En cuanto a la terminología utilizada en la parte dispositiva, en mérito a la configuración procesal prevista por el art. 129.IV de la CPE y a efectos de guardar coherencia en caso de otorgar la tutela se utilizará el término “conceder”, caso contrario “denegar” la tutela. Al respecto, cabe acoger la aclaración efectuada en la SC 0071/2010-R de 3 de mayo, en cuanto a la denegatoria del recurso sin ingresar al análisis de la problemática de fondo, cuando establece: “No obstante, en resguardo de la previsión constitucional y a objeto de guardar armonía y no generar confusión con el uso de la terminología propia de la fase de admisión, corresponde en estos casos, 'denegar' la tutela solicitada con la aclaración de que: 'no se ingresó al análisis de fondo de la problemática planteada', dado que en estos casos el accionante puede nuevamente interponer la acción tutelar, siempre y cuando, cumpla con los requisitos de admisibilidad”.
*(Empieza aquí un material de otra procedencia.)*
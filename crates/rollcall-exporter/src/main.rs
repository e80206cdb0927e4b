//! rollcall exporter binary.
//!
//! Loads config, registers metric families, enables collectors against the
//! in-process host hub, and serves `/metrics`, `/healthz`, `/readyz`.
//! Ctrl-C starts draining: readiness flips to 503 and collectors unsubscribe
//! before the server stops.

use std::process::ExitCode;

use tracing_subscriber::{fmt, EnvFilter};

use rollcall_core::error::Result;
use rollcall_exporter::{app_state::AppState, config, router};

const DEFAULT_CONFIG: &str = "rollcall.yaml";

fn config_path() -> String {
    std::env::args()
        .nth(1)
        .or_else(|| std::env::var("ROLLCALL_CONFIG").ok())
        .unwrap_or_else(|| DEFAULT_CONFIG.to_string())
}

#[tokio::main]
async fn main() -> ExitCode {
    fmt().with_env_filter(EnvFilter::from_default_env()).init();

    match run().await {
        Ok(()) => ExitCode::SUCCESS,
        Err(e) => {
            tracing::error!(code = e.code().as_str(), error = %e, "rollcall exporter failed");
            ExitCode::FAILURE
        }
    }
}

async fn run() -> Result<()> {
    let path = config_path();
    let cfg = config::load_from_file(&path)?;
    let listen = cfg.exporter.listen_addr()?;

    let state = AppState::new(cfg)?;
    state.enable_collectors();

    let app = router::build_router(state.clone());

    tracing::info!(%listen, prefix = %state.metrics().prefix(), config = %path, "rollcall exporter starting");
    let listener = tokio::net::TcpListener::bind(listen)
        .await
        .map_err(|e| rollcall_core::RollcallError::Internal(format!("bind {listen} failed: {e}")))?;

    let drain = state.clone();
    axum::serve(listener, app)
        .with_graceful_shutdown(async move { drain.drain_on(tokio::signal::ctrl_c()).await })
        .await
        .map_err(|e| rollcall_core::RollcallError::Internal(format!("server failed: {e}")))?;

    tracing::info!("rollcall exporter stopped");
    Ok(())
}
//! Connection events as emitted by the host.

use std::fmt;

use serde::Deserialize;

/// Host-assigned connection slot.
///
/// Slots are reused across sessions, so a slot never identifies a player on
/// its own; the roster has to be asked at the moment an event is handled.
#[derive(Debug, Clone, Copy, PartialEq, Eq, Hash, PartialOrd, Ord, Deserialize)]
#[serde(transparent)]
pub struct SlotIndex(pub u32);

impl fmt::Display for SlotIndex {
    fn fmt(&self, f: &mut fmt::Formatter<'_>) -> fmt::Result {
        self.0.fmt(f)
    }
}

impl From<u32> for SlotIndex {
    fn from(v: u32) -> Self {
        SlotIndex(v)
    }
}

#[derive(Debug, Clone, Copy, PartialEq, Eq, Hash, Deserialize)]
#[serde(rename_all = "lowercase")]
pub enum EventKind {
    Join,
    Leave,
}

impl EventKind {
    pub fn as_str(self) -> &'static str {
        match self {
            EventKind::Join => "join",
            EventKind::Leave => "leave",
        }
    }
}

/// One connect or disconnect notification.
#[derive(Debug, Clone, Copy, PartialEq, Eq, Deserialize)]
pub struct ConnectionEvent {
    pub kind: EventKind,
    pub slot: SlotIndex,
}

impl ConnectionEvent {
    pub fn join(slot: impl Into<SlotIndex>) -> Self {
        Self { kind: EventKind::Join, slot: slot.into() }
    }

    pub fn leave(slot: impl Into<SlotIndex>) -> Self {
        Self { kind: EventKind::Leave, slot: slot.into() }
    }
}

/// Identity the roster resolved for a slot.
#[derive(Debug, Clone, PartialEq, Eq, Deserialize)]
pub struct PlayerIdentity {
    pub name: String,
}

impl PlayerIdentity {
    pub fn new(name: impl Into<String>) -> Self {
        Self { name: name.into() }
    }
}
III.3.Régimen jurídico aplicable al presente caso

Las normas previstas por la Disposición Transitoria Primera del CTB, Ley 2492 de 2 de agosto de 2003, establecen que los procedimientos administrativos o procesos judiciales que se encontraban en trámite a la publicación de dicha Ley, deberían ser tramitados hasta su conclusión con la normativa prevista en las Leyes 1340 de 28 de mayo de 1992; 1455 de 18 de febrero de 1993; 1990 de 28 de julio de 1999 y demás disposiciones complementarias, dando vigencia ultractiva a dichas normas. Pues bien, la RA 05-74-93 de 8 de abril de 1993, emitida por la Dirección General de Impuestos Internos, hoy SIN, que dio inicio al procedimiento administrativo de impugnación por parte de la empresa representada por el accionante, se emitió durante la vigencia del régimen legal ahora ultractivo; en consecuencia, debe concluir con esa normativa.

En ese sentido, del contenido de los preceptos que integran el Código Tributario (de 1992) y en especial: del Título IV, denominado "Procedimiento ante la Administración Tributaria"; Título V, "De la jurisdicción contenciosa Tributaria"; Título VI, "Procedimiento Contencioso Tributario" y el Título VII, "Cobranza Coactiva", se extraen los siguientes extremos relevantes, desde el surgimiento del acto administrativo tributario hasta su ejecución:

a) Fase determinativa.- La cual incluye de manera global, los siguientes actos:

1.Que, a la Administración Tributaria, como ente encargado de la recaudación de los tributos del Estado, para lograr sus objetivos, la ley le otorga facultades de fiscalización e investigación, a los efectos de determinar con eficacia, los adeudos tributarios.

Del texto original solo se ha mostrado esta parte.